Ask HN: How do I save our climate? - johnydepp
Now that we know its a real thing and critical. What are the things an individual can do?<p>What changes a person could make in daily routine? What a leader, founder, CEO or anyone can do to educate the people in his organization?<p>And please mention if you are already doing something.<p>For my part, I am being energy efficient, using some renewable power and having a bicycle. But it doesn&#x27;t feel enough!
======
IanDrake
I think if we just made everyone poor then no one could afford things that use
gas and electricity. Then we could all live in huts and eat tree bark and
berries.

There are a few steps to make this vision a reality.

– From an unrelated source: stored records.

use log::{trace, warn};
use parking_lot::Mutex;
use std::panic::{catch_unwind, AssertUnwindSafe};
use std::sync::Arc;

use crate::metrics::{MetricsTracker, SchedulerMetrics};
use crate::process::Process;
use crate::strategy::Scheduler;

/// Ranks ready processes by an opaque predicted value. Higher runs first.
pub trait Scorer: Send + Sync {
    /// Predicted value of running `process` now.
    fn score(&self, process: &Process) -> f64;
}

impl<F> Scorer for F
where
    F: Fn(&Process) -> f64 + Send + Sync,
{
    fn score(&self, process: &Process) -> f64 {
        self(process)
    }
}

/// Default scorer: priority weight plus a bonus that grows with queue wait,
/// so low classes cannot starve indefinitely.
#[derive(Clone, Copy, Debug)]
pub struct AgingScorer {
    /// Score contributed by each priority step.
    pub priority_weight: f64,
    /// Score contributed by each millisecond of wait.
    pub age_weight_per_ms: f64,
}

impl Default for AgingScorer {
    fn default() -> Self {
        Self {
            priority_weight: 100.0,
            age_weight_per_ms: 1.0,
        }
    }
}

impl Scorer for AgingScorer {
    fn score(&self, process: &Process) -> f64 {
        // Bucket index counts down from Critical, so invert it.
        let rank = 4 - process.priority().index();
        let waited_ms = process.waited().as_secs_f64() * 1000.0;
        rank as f64 * self.priority_weight + waited_ms * self.age_weight_per_ms
    }
}

/// Scheduler that delegates ordering to an external [`Scorer`] and only owns
/// queueing and metrics bookkeeping.
pub struct PredictiveScheduler {
    scorer: Arc<dyn Scorer>,
    ready: Mutex<Vec<Process>>,
    tracker: Mutex<MetricsTracker>,
}

impl PredictiveScheduler {
    /// Strategy name.
    pub const NAME: &'static str = "PredictiveBrain";

    /// Creates a scheduler ranked by `scorer`.
    pub fn new(scorer: impl Scorer + 'static) -> Self {
        Self::with_shared_scorer(Arc::new(scorer))
    }

    /// Creates a scheduler around an already shared scorer.
    pub fn with_shared_scorer(scorer: Arc<dyn Scorer>) -> Self {
        Self {
            scorer,
            ready: Mutex::new(Vec::new()),
            tracker: Mutex::new(MetricsTracker::default()),
        }
    }

    // NaN and panicking scorers rank below every finite score.
    fn safe_score(&self, process: &Process) -> f64 {
        match catch_unwind(AssertUnwindSafe(|| self.scorer.score(process))) {
            Ok(score) if !score.is_nan() => score,
            Ok(_) => f64::NEG_INFINITY,
            Err(_) => {
                warn!("{}: scorer panicked for {}", Self::NAME, process.id());
                f64::NEG_INFINITY
            }
        }
    }
}

impl Scheduler for PredictiveScheduler {
    fn submit(&self, mut process: Process) {
        process.mark_submitted();
        self.tracker.lock().on_submit();
        self.ready.lock().push(process);
    }

    fn next(&self) -> Option<Process> {
        let mut ready = self.ready.lock();
        let mut best: Option<(usize, f64)> = None;
        for (idx, process) in ready.iter().enumerate() {
            let score = self.safe_score(process);
            // Strict comparison keeps the earliest submission on ties.
            match best {
                Some((_, top)) if score <= top => {}
                _ => best = Some((idx, score)),
            }
        }
        let (idx, score) = best?;
        let process = ready.remove(idx);
        trace!("{}: picked {} score={:.3}", Self::NAME, process.id(), score);
        Some(process)
    }

    fn complete(&self, mut process: Process) {
        process.mark_finished();
        self.tracker.lock().on_complete(&process);
    }

    fn fail(&self, mut process: Process, reason: &str) {
        trace!("{}: process {} failed: {}", Self::NAME, process.id(), reason);
        process.mark_finished();
        self.tracker.lock().on_fail(&process);
    }

    fn metrics(&self) -> SchedulerMetrics {
        let queued = self.ready.lock().len();
        self.tracker.lock().snapshot(queued)
    }

    fn name(&self) -> &'static str {
        Self::NAME
    }

    fn queue_len(&self) -> usize {
        self.ready.lock().len()
    }

    fn drain(&self) -> Vec<Process> {
        std::mem::take(&mut *self.ready.lock())
    }
}
//! Side-effecting subscriber callbacks keyed globally, by type, or by predicate.

use arc_swap::ArcSwap;
use intent::{Intent, IntentType};
use std::collections::HashMap;
use std::sync::atomic::{AtomicBool, Ordering};
use std::sync::Arc;

use crate::guard::{guarded, FirstFailure};

/// Subscriber callback. Errors are recorded on the intent being dispatched.
pub type SubscriberFn = Arc<dyn Fn(&Intent) -> anyhow::Result<()> + Send + Sync>;

/// Predicate deciding whether a filtered subscriber sees an intent.
pub type IntentFilter = Arc<dyn Fn(&Intent) -> bool + Send + Sync>;

/// Revocation handle returned by every `subscribe*` call.
///
/// Dropping the handle leaves the subscription in place.
#[derive(Clone, Debug)]
pub struct Subscription {
    active: Arc<AtomicBool>,
}

impl Subscription {
    /// Stops future deliveries. Idempotent.
    pub fn unsubscribe(&self) {
        self.active.store(false, Ordering::Release);
    }

    /// Whether deliveries are still enabled.
    pub fn is_active(&self) -> bool {
        self.active.load(Ordering::Acquire)
    }
}

#[derive(Clone)]
struct Entry {
    active: Arc<AtomicBool>,
    callback: SubscriberFn,
    filter: Option<IntentFilter>,
}

impl Entry {
    fn new(callback: SubscriberFn, filter: Option<IntentFilter>) -> (Self, Subscription) {
        let active = Arc::new(AtomicBool::new(true));
        let handle = Subscription {
            active: Arc::clone(&active),
        };
        (
            Self {
                active,
                callback,
                filter,
            },
            handle,
        )
    }

    fn is_active(&self) -> bool {
        self.active.load(Ordering::Acquire)
    }

    fn deliver(&self, intent: &Intent, failure: &mut FirstFailure) {
        if !self.is_active() {
            return;
        }
        if let Some(filter) = &self.filter {
            match guarded(|| Ok(filter(intent))) {
                Ok(true) => {}
                Ok(false) => return,
                Err(err) => {
                    failure.record(&err);
                    return;
                }
            }
        }
        if let Err(err) = guarded(|| (self.callback)(intent)) {
            failure.record(&err);
        }
    }
}

fn retain_active(entries: &[Entry]) -> Vec<Entry> {
    entries.iter().filter(|e| e.is_active()).cloned().collect()
}

/// Copy-on-write subscriber lists.
///
/// Dispatch reads a snapshot without locking; registration swaps in a new
/// list, dropping revoked entries along the way.
pub struct SubscriptionRegistry {
    global: ArcSwap<Vec<Entry>>,
    by_type: ArcSwap<HashMap<IntentType, Vec<Entry>>>,
    filtered: ArcSwap<Vec<Entry>>,
}

impl Default for SubscriptionRegistry {
    fn default() -> Self {
        Self {
            global: ArcSwap::from_pointee(Vec::new()),
            by_type: ArcSwap::from_pointee(HashMap::new()),
            filtered: ArcSwap::from_pointee(Vec::new()),
        }
    }
}

impl SubscriptionRegistry {
    /// Creates an empty registry.
    pub fn new() -> Self {
        Self::default()
    }

    /// Delivers every intent to `callback`.
    pub fn subscribe_all(&self, callback: SubscriberFn) -> Subscription {
        let (entry, handle) = Entry::new(callback, None);
        append(&self.global, entry);
        handle
    }

    /// Delivers intents of `intent_type` to `callback`.
    pub fn subscribe_type(&self, intent_type: IntentType, callback: SubscriberFn) -> Subscription {
        let (entry, handle) = Entry::new(callback, None);
        self.by_type.rcu(|current| {
            let mut next = HashMap::with_capacity(current.len() + 1);
            for (ty, entries) in current.iter() {
                next.insert(ty.clone(), retain_active(entries));
            }
            next.entry(intent_type.clone())
                .or_insert_with(Vec::new)
                .push(entry.clone());
            next
        });
        handle
    }

    /// Delivers intents accepted by `filter` to `callback`.
    pub fn subscribe_filtered(&self, filter: IntentFilter, callback: SubscriberFn) -> Subscription {
        let (entry, handle) = Entry::new(callback, Some(filter));
        append(&self.filtered, entry);
        handle
    }

    /// Invokes matching subscribers: global, then by type, then filtered,
    /// each in registration order. Failures are recorded and skipped.
    pub(crate) fn notify(&self, intent: &Intent, failure: &mut FirstFailure) {
        for entry in self.global.load().iter() {
            entry.deliver(intent, failure);
        }
        if let Some(entries) = self.by_type.load().get(intent.intent_type()) {
            for entry in entries {
                entry.deliver(intent, failure);
            }
        }
        for entry in self.filtered.load().iter() {
            entry.deliver(intent, failure);
        }
    }

    /// Number of subscriptions that are still active.
    pub fn active_count(&self) -> usize {
        let global = self.global.load().iter().filter(|e| e.is_active()).count();
        let typed: usize = self
            .by_type
            .load()
            .values()
            .map(|entries| entries.iter().filter(|e| e.is_active()).count())
            .sum();
        let filtered = self.filtered.load().iter().filter(|e| e.is_active()).count();
        global + typed + filtered
    }

    /// Physically removes revoked subscriptions. Returns how many were dropped.
    pub fn compact(&self) -> usize {
        let mut removed = 0;
        for list in [&self.global, &self.filtered] {
            let previous = list.rcu(|current| retain_active(current));
            removed += previous.iter().filter(|e| !e.is_active()).count();
        }
        let previous = self.by_type.rcu(|current| {
            current
                .iter()
                .map(|(ty, entries)| (ty.clone(), retain_active(entries)))
                .filter(|(_, entries)| !entries.is_empty())
                .collect::<HashMap<_, _>>()
        });
        removed
            + previous
                .values()
                .flat_map(|entries| entries.iter())
                .filter(|e| !e.is_active())
                .count()
    }
}

fn append(list: &ArcSwap<Vec<Entry>>, entry: Entry) {
    list.rcu(|current| {
        let mut next = retain_active(current);
        next.push(entry.clone());
        next
    });
}
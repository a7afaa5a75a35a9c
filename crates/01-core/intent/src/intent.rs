//! Intent descriptor and its lifecycle cell.

use parking_lot::Mutex;
use serde::Serialize;
use serde_json::Value;
use std::collections::BTreeMap;
use std::time::{SystemTime, UNIX_EPOCH};
use uuid::Uuid;

use crate::error::IntentError;
use crate::types::{IntentPriority, IntentState, IntentType};

/// Opaque key/value payload carried by an intent.
pub type Payload = BTreeMap<String, Value>;

const DEFAULT_ORIGIN: &str = "unknown";

#[derive(Debug, Default)]
struct Lifecycle {
    state: IntentState,
    result: Option<Value>,
    error: Option<String>,
}

/// Work descriptor submitted to the bus.
///
/// Everything except the lifecycle is fixed at construction. The lifecycle is
/// only advanced by the bus while dispatching; other components observe it.
#[derive(Debug)]
pub struct Intent {
    id: String,
    intent_type: IntentType,
    priority: IntentPriority,
    origin: String,
    payload: Payload,
    trace_id: Option<String>,
    capability: Option<String>,
    created_at_ms: u64,
    lifecycle: Mutex<Lifecycle>,
}

impl Intent {
    /// Starts a builder for an intent of the given type.
    pub fn builder(intent_type: IntentType) -> IntentBuilder {
        IntentBuilder::new(intent_type)
    }

    /// Shorthand for an intent with default priority, origin, and payload.
    pub fn new(intent_type: IntentType) -> Self {
        IntentBuilder::new(intent_type).build()
    }

    pub fn id(&self) -> &str {
        &self.id
    }

    pub fn intent_type(&self) -> &IntentType {
        &self.intent_type
    }

    pub fn priority(&self) -> IntentPriority {
        self.priority
    }

    pub fn origin(&self) -> &str {
        &self.origin
    }

    pub fn payload(&self) -> &Payload {
        &self.payload
    }

    /// Returns a payload entry when it is a JSON string.
    pub fn payload_str(&self, key: &str) -> Option<&str> {
        self.payload.get(key).and_then(Value::as_str)
    }

    pub fn trace_id(&self) -> Option<&str> {
        self.trace_id.as_deref()
    }

    /// Pass-through capability token; never interpreted here.
    pub fn capability(&self) -> Option<&str> {
        self.capability.as_deref()
    }

    /// Milliseconds since the Unix epoch at construction.
    pub fn created_at_ms(&self) -> u64 {
        self.created_at_ms
    }

    pub fn state(&self) -> IntentState {
        self.lifecycle.lock().state
    }

    pub fn result(&self) -> Option<Value> {
        self.lifecycle.lock().result.clone()
    }

    pub fn error(&self) -> Option<String> {
        self.lifecycle.lock().error.clone()
    }

    /// Advances to a non-terminal state. Rank must strictly increase.
    pub fn transition(&self, next: IntentState) -> Result<(), IntentError> {
        let mut lifecycle = self.lifecycle.lock();
        advance(&mut lifecycle, next)
    }

    /// Marks the intent `Completed` and stores its result.
    pub fn complete(&self, result: Option<Value>) -> Result<(), IntentError> {
        let mut lifecycle = self.lifecycle.lock();
        advance(&mut lifecycle, IntentState::Completed)?;
        lifecycle.result = result;
        Ok(())
    }

    /// Marks the intent `Failed` and stores its error.
    pub fn fail(&self, error: impl Into<String>) -> Result<(), IntentError> {
        let mut lifecycle = self.lifecycle.lock();
        advance(&mut lifecycle, IntentState::Failed)?;
        lifecycle.error = Some(error.into());
        Ok(())
    }

    /// Serializable copy of the intent for dashboards and logs.
    pub fn snapshot(&self) -> IntentSnapshot {
        let lifecycle = self.lifecycle.lock();
        IntentSnapshot {
            id: self.id.clone(),
            intent_type: self.intent_type.clone(),
            priority: self.priority,
            origin: self.origin.clone(),
            payload: self.payload.clone(),
            trace_id: self.trace_id.clone(),
            created_at_ms: self.created_at_ms,
            state: lifecycle.state,
            result: lifecycle.result.clone(),
            error: lifecycle.error.clone(),
        }
    }
}

fn advance(lifecycle: &mut Lifecycle, next: IntentState) -> Result<(), IntentError> {
    if !lifecycle.state.can_advance_to(next) {
        return Err(IntentError::InvalidTransition {
            from: lifecycle.state,
            to: next,
        });
    }
    lifecycle.state = next;
    Ok(())
}

/// Point-in-time view of an intent.
#[derive(Clone, Debug, PartialEq, Serialize)]
pub struct IntentSnapshot {
    pub id: String,
    #[serde(rename = "type")]
    pub intent_type: IntentType,
    pub priority: IntentPriority,
    pub origin: String,
    pub payload: Payload,
    pub trace_id: Option<String>,
    pub created_at_ms: u64,
    pub state: IntentState,
    pub result: Option<Value>,
    pub error: Option<String>,
}

/// Builder for [`Intent`].
pub struct IntentBuilder {
    intent_type: IntentType,
    priority: IntentPriority,
    origin: String,
    payload: Payload,
    trace_id: Option<String>,
    capability: Option<String>,
}

impl IntentBuilder {
    pub fn new(intent_type: IntentType) -> Self {
        Self {
            intent_type,
            priority: IntentPriority::default(),
            origin: DEFAULT_ORIGIN.to_string(),
            payload: Payload::new(),
            trace_id: None,
            capability: None,
        }
    }

    pub fn priority(mut self, priority: IntentPriority) -> Self {
        self.priority = priority;
        self
    }

    pub fn origin(mut self, origin: impl Into<String>) -> Self {
        self.origin = origin.into();
        self
    }

    /// Inserts one payload entry, replacing any previous value for `key`.
    pub fn payload(mut self, key: impl Into<String>, value: impl Into<Value>) -> Self {
        self.payload.insert(key.into(), value.into());
        self
    }

    pub fn payload_map(mut self, payload: Payload) -> Self {
        self.payload = payload;
        self
    }

    pub fn trace_id(mut self, trace_id: impl Into<String>) -> Self {
        self.trace_id = Some(trace_id.into());
        self
    }

    pub fn capability(mut self, token: impl Into<String>) -> Self {
        self.capability = Some(token.into());
        self
    }

    pub fn build(self) -> Intent {
        Intent {
            id: Uuid::new_v4().to_string(),
            intent_type: self.intent_type,
            priority: self.priority,
            origin: self.origin,
            payload: self.payload,
            trace_id: self.trace_id,
            capability: self.capability,
            created_at_ms: now_ms(),
            lifecycle: Mutex::new(Lifecycle::default()),
        }
    }
}

fn now_ms() -> u64 {
    SystemTime::now()
        .duration_since(UNIX_EPOCH)
        .map(|d| d.as_millis() as u64)
        .unwrap_or_default()
}
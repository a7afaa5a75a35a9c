use intent_bus::BusError;
use thiserror::Error;

/// Result alias for kernel lifecycle operations.
pub type KernelResult<T> = Result<T, KernelError>;

/// Failures surfaced by kernel construction and lifecycle calls.
#[derive(Debug, Error)]
pub enum KernelError {
    /// A configuration value is out of range.
    #[error("invalid kernel configuration: {0}")]
    InvalidConfig(&'static str),

    /// The loop thread or worker pool could not be started.
    #[error("kernel threads: {0}")]
    Threads(#[from] BusError),
}
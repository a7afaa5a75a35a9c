use intent::IntentPriority;
use log::trace;
use parking_lot::Mutex;
use std::collections::VecDeque;

use crate::metrics::{MetricsTracker, SchedulerMetrics};
use crate::process::Process;
use crate::strategy::Scheduler;

const BUCKETS: usize = IntentPriority::DESCENDING.len();

/// Fixed set of priority buckets (Critical ≻ High ≻ Normal ≻ Low ≻ Deferred)
/// with O(1) enqueue/dequeue.
#[derive(Debug)]
pub struct PQueues<T> {
    buckets: [VecDeque<T>; BUCKETS],
}

impl<T> Default for PQueues<T> {
    fn default() -> Self {
        Self {
            buckets: std::array::from_fn(|_| VecDeque::new()),
        }
    }
}

impl<T> PQueues<T> {
    /// Creates empty priority queues with default capacity.
    pub fn new() -> Self {
        Self::default()
    }

    /// Creates empty priority queues with an initial capacity per bucket.
    pub fn with_capacity(capacity: usize) -> Self {
        Self {
            buckets: std::array::from_fn(|_| VecDeque::with_capacity(capacity)),
        }
    }

    /// Returns `true` when every bucket is empty.
    pub fn is_empty(&self) -> bool {
        self.buckets.iter().all(VecDeque::is_empty)
    }

    /// Total number of queued items.
    pub fn len(&self) -> usize {
        self.buckets.iter().map(VecDeque::len).sum()
    }

    /// Item counts ordered from `Critical` down to `Deferred`.
    pub fn len_per_priority(&self) -> [usize; BUCKETS] {
        std::array::from_fn(|idx| self.buckets[idx].len())
    }

    /// Enqueues `item` at the back of the bucket matching `priority`.
    pub fn enqueue(&mut self, priority: IntentPriority, item: T) {
        self.buckets[priority.index()].push_back(item);
    }

    /// Pops the next item honoring priority order, FIFO within a bucket.
    pub fn pop_next(&mut self) -> Option<T> {
        self.buckets.iter_mut().find_map(VecDeque::pop_front)
    }

    /// Returns the highest priority bucket that currently has items.
    pub fn current_priority(&self) -> Option<IntentPriority> {
        IntentPriority::DESCENDING
            .into_iter()
            .find(|priority| !self.buckets[priority.index()].is_empty())
    }

    /// Removes every item, highest bucket first.
    pub fn drain_all(&mut self) -> Vec<T> {
        let mut out = Vec::with_capacity(self.len());
        for bucket in self.buckets.iter_mut() {
            out.extend(bucket.drain(..));
        }
        out
    }
}

struct Sequenced {
    seq: u64,
    process: Process,
}

#[derive(Default)]
struct PriorityState {
    queues: PQueues<Sequenced>,
    next_seq: u64,
}

/// Scheduler that always returns the highest-priority ready process.
/// Ties break by submission order.
#[derive(Default)]
pub struct PriorityScheduler {
    state: Mutex<PriorityState>,
    tracker: Mutex<MetricsTracker>,
}

impl PriorityScheduler {
    /// Strategy name.
    pub const NAME: &'static str = "Priority";

    /// Creates an empty scheduler.
    pub fn new() -> Self {
        Self::default()
    }

    /// Queue depth per priority, ordered from `Critical` down to `Deferred`.
    pub fn len_per_priority(&self) -> [usize; BUCKETS] {
        self.state.lock().queues.len_per_priority()
    }
}

impl Scheduler for PriorityScheduler {
    fn submit(&self, mut process: Process) {
        process.mark_submitted();
        self.tracker.lock().on_submit();
        let mut state = self.state.lock();
        let seq = state.next_seq;
        state.next_seq += 1;
        let priority = process.priority();
        state.queues.enqueue(priority, Sequenced { seq, process });
    }

    fn next(&self) -> Option<Process> {
        self.state
            .lock()
            .queues
            .pop_next()
            .map(|entry| entry.process)
    }

    fn complete(&self, mut process: Process) {
        process.mark_finished();
        self.tracker.lock().on_complete(&process);
    }

    fn fail(&self, mut process: Process, reason: &str) {
        trace!("{}: process {} failed: {}", Self::NAME, process.id(), reason);
        process.mark_finished();
        self.tracker.lock().on_fail(&process);
    }

    fn metrics(&self) -> SchedulerMetrics {
        let queued = self.state.lock().queues.len();
        self.tracker.lock().snapshot(queued)
    }

    fn name(&self) -> &'static str {
        Self::NAME
    }

    fn queue_len(&self) -> usize {
        self.state.lock().queues.len()
    }

    fn drain(&self) -> Vec<Process> {
        let mut drained = self.state.lock().queues.drain_all();
        drained.sort_by_key(|entry| entry.seq);
        drained.into_iter().map(|entry| entry.process).collect()
    }
}
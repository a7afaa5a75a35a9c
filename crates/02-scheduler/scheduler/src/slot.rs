use log::info;
use parking_lot::RwLock;
use std::sync::Arc;

use crate::metrics::SchedulerMetrics;
use crate::process::Process;
use crate::strategy::Scheduler;

/// Holder for the active scheduler that supports live replacement.
///
/// Submissions and dequeues go through the slot so a replacement can move
/// the ready queue atomically: nothing is submitted to the outgoing strategy
/// after it has been drained.
pub struct SchedulerSlot {
    current: RwLock<Arc<dyn Scheduler>>,
}

impl SchedulerSlot {
    /// Wraps the initial strategy.
    pub fn new(initial: Arc<dyn Scheduler>) -> Self {
        Self {
            current: RwLock::new(initial),
        }
    }

    /// The strategy currently in charge.
    pub fn current(&self) -> Arc<dyn Scheduler> {
        Arc::clone(&self.current.read())
    }

    /// Name of the active strategy.
    pub fn name(&self) -> &'static str {
        self.current.read().name()
    }

    /// Submits to the active strategy.
    pub fn submit(&self, process: Process) {
        self.current.read().submit(process);
    }

    /// Dequeues from the active strategy, returning it alongside the process.
    ///
    /// Outcomes must be reported to the returned owner so each strategy's
    /// metrics stay self-consistent across a swap.
    pub fn next(&self) -> Option<(Arc<dyn Scheduler>, Process)> {
        let current = self.current.read();
        current.next().map(|process| (Arc::clone(&current), process))
    }

    /// Metrics of the active strategy.
    pub fn metrics(&self) -> SchedulerMetrics {
        self.current.read().metrics()
    }

    /// Queue depth of the active strategy.
    pub fn queue_len(&self) -> usize {
        self.current.read().queue_len()
    }

    /// Installs `next`, moving every queued process into it in submission
    /// order. Returns the previous strategy.
    pub fn replace(&self, next: Arc<dyn Scheduler>) -> Arc<dyn Scheduler> {
        let mut current = self.current.write();
        let moved = current.drain();
        let count = moved.len();
        for process in moved {
            next.submit(process);
        }
        info!(
            "scheduler replaced: {} -> {} (moved {} queued processes)",
            current.name(),
            next.name(),
            count
        );
        std::mem::replace(&mut *current, next)
    }
}
//! Bus counters and the metrics snapshot built from them.

use serde::Serialize;
use std::sync::atomic::{AtomicU64, Ordering};
use std::time::Duration;

/// Throughput snapshot of a bus.
#[derive(Clone, Debug, Default, PartialEq, Serialize)]
pub struct BusMetrics {
    /// Intents admitted for queueing, including ones later dropped.
    pub published: u64,
    /// Intents that completed successfully.
    pub processed: u64,
    /// Intents that failed at admission, during dispatch, or on shutdown.
    pub failed: u64,
    /// Admission failures caused by a full queue.
    pub dropped: u64,
    /// Mean dispatch latency over dispatched intents.
    pub avg_latency_ms: f64,
    /// Items waiting in the bounded queue.
    pub queue_size: usize,
    /// Bounded queue capacity.
    pub queue_capacity: usize,
    /// Entries retained in history.
    pub history_size: usize,
    /// Requests awaiting a result.
    pub pending_requests: usize,
    /// Milliseconds since the last start; zero when stopped.
    pub uptime_ms: u64,
}

/// Monotonic counters updated from producer and worker threads.
#[derive(Debug, Default)]
pub(crate) struct Counters {
    published: AtomicU64,
    processed: AtomicU64,
    failed: AtomicU64,
    dropped: AtomicU64,
    dispatched: AtomicU64,
    latency_ms: AtomicU64,
}

impl Counters {
    pub(crate) fn on_published(&self) {
        self.published.fetch_add(1, Ordering::Relaxed);
    }

    pub(crate) fn on_dropped(&self) {
        self.dropped.fetch_add(1, Ordering::Relaxed);
        self.failed.fetch_add(1, Ordering::Relaxed);
    }

    pub(crate) fn on_abandoned(&self) {
        self.failed.fetch_add(1, Ordering::Relaxed);
    }

    pub(crate) fn on_dispatched(&self, success: bool, latency: Duration) {
        if success {
            self.processed.fetch_add(1, Ordering::Relaxed);
        } else {
            self.failed.fetch_add(1, Ordering::Relaxed);
        }
        self.dispatched.fetch_add(1, Ordering::Relaxed);
        self.latency_ms
            .fetch_add(latency.as_millis() as u64, Ordering::Relaxed);
    }

    /// Fills the counter fields of `metrics`.
    pub(crate) fn fill(&self, metrics: &mut BusMetrics) {
        metrics.published = self.published.load(Ordering::Relaxed);
        metrics.processed = self.processed.load(Ordering::Relaxed);
        metrics.failed = self.failed.load(Ordering::Relaxed);
        metrics.dropped = self.dropped.load(Ordering::Relaxed);
        let dispatched = self.dispatched.load(Ordering::Relaxed);
        metrics.avg_latency_ms = if dispatched == 0 {
            0.0
        } else {
            self.latency_ms.load(Ordering::Relaxed) as f64 / dispatched as f64
        };
    }
}

#[cfg(test)]
mod tests {
    use super::*;

    #[test]
    fn drops_count_as_failures() {
        let counters = Counters::default();
        counters.on_published();
        counters.on_published();
        counters.on_dropped();
        counters.on_dispatched(true, Duration::from_millis(4));

        let mut metrics = BusMetrics::default();
        counters.fill(&mut metrics);
        assert_eq!(metrics.published, 2);
        assert_eq!(metrics.processed, 1);
        assert_eq!(metrics.failed, 1);
        assert_eq!(metrics.dropped, 1);
        assert_eq!(metrics.avg_latency_ms, 4.0);
    }
}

First, take everything away from the rich (not us, the other rich people).
They're the worst offenders anyway.

Second, now that we've taken everything away from the rich the economy will
collapse, but we have all the rich people's money, so we use it to pay the
massive amount of unemployed people to destroy houses and cars because those
things are bad.

Next is what I like to call "the final solution". Now that we don't have a
civilization, we can't support this many people on Earth so we need some sort
of inquisition to make sure the only people left alive are true believers to
our cause. Also, since birth control isn't really a thing anymore, we'll have
a lottery to see who gets castrated (we and our lineage are exempt of course).

Finally, we retire to our mansion (which we spared because you can't expect
leaders of this great cause to live in a hut) where our servants hunt and
gather for us while we formulate some sort of moral code, a belief system, to
keep the masses from getting uppity.

As long as the system makes us seem morally superior, despite being total
hypocrites, we should be able to keep things in control for a few hundred
years.

------
sharemywin
I didn't know until recently how much eating beef and pork has an effect.